We do not accept anything less than an answer that makes Mommy comfortable. When the doctors tell me that puberty is just starting earlier these days, I buy it – to a point. When they tell me to consider all the hormones in the milk, and the chicken, I raise an eyebrow. My girl who has been dairy free since she was 15 months old, and has almost never consumed a piece of nonorganic chicken, who is at or below the weight for her height, and who has a mom who went through puberty LATE, should be one of the early ones… I just don’t buy it. So when the hormone tests don’t match, and I get doctors refusing to answer me, I push harder. That is what the MRI was today. My fault. I needed to have them rule out a pituitary tumor. We have Cowden’s Syndrome. We grow things. Someone should check. Just sayin… Then, when the results are clean in a few days I will breathe deeply and accept that this just IS.
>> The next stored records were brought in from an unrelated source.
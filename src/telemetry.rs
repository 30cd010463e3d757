//! Telemetry metric name constants.
//!
//! Centralised metric names for courier operations. Consumers install
//! their own `metrics` recorder (e.g. prometheus, statsd); without a
//! recorder installed, all metric calls are no-ops.
//!
//! # Metric naming conventions
//!
//! All metrics are prefixed with `courier_`. Counters end in `_total`,
//! histograms use meaningful units (e.g. `_seconds`).
//!
//! # Common labels
//!
//! - `method` — HTTP method (e.g. "GET", "POST")
//! - `status` — outcome: "ok" or "error"
//! - `source` — where a response came from: "network", "cache" or "not_modified"

/// Total requests dispatched.
///
/// Labels: `method`, `status` ("ok" | "error").
pub const REQUESTS_TOTAL: &str = "courier_requests_total";

/// Request duration in seconds, from dispatch to parsed result.
///
/// Labels: `method`, `source`.
pub const REQUEST_DURATION_SECONDS: &str = "courier_request_duration_seconds";

/// Total response cache hits served without revalidation.
///
/// Labels: `method`.
pub const CACHE_HITS_TOTAL: &str = "courier_cache_hits_total";

/// Total response cache misses, including expired entries.
///
/// Labels: `method`.
pub const CACHE_MISSES_TOTAL: &str = "courier_cache_misses_total";

/// Total entries evicted from the disk cache to stay within budget.
pub const CACHE_EVICTIONS_TOTAL: &str = "courier_cache_evictions_total";

/// Total decoded images served from memory.
pub const IMAGE_CACHE_HITS_TOTAL: &str = "courier_image_cache_hits_total";

/// Total image lookups that had to decode.
pub const IMAGE_CACHE_MISSES_TOTAL: &str = "courier_image_cache_misses_total";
And the recurrent strep… well lo and behold, the ENT said there is regrowth of the tonsil tissue. He wants to see her the next time she has strep. He shouldn’t have to wait too long. He also told me the right lobe of her thyroid was quite enlarged.
So we wait for the thyroid panel, and wonder if it has changed drastically. And, we think of those nodules on her thyroid and the doctor who told me they will turn… not if – but when.
Bookends.
We started the summer at the doctor. We spent most of the summer at the doctor. Scan this, check that. It will never happen like this again if I can control it, but it was necessary this time.
And in between the bookends of MRIs, we fit in some fun stuff. There were some great play dates. a day trip to the beach, some swims in the pool. a FABULOUS trip to Disney, a week of Vacation Bible School – (although not our “favorite”one.) There were some lazy days, and lots of just being together time. We can get a lot of talking in on all those trips to the doctor.
I guess the summer wasn’t a total loss, and yet still somehow I feel sad. Cheated. I stress at the thought of the scheduling complications being back at work brings. Holding up the appointments of a regular kid (eyes, orthodontist, swim class, PT, dance…) is tough enough. Complicate it with Cowden’s x2 and it gets hairy.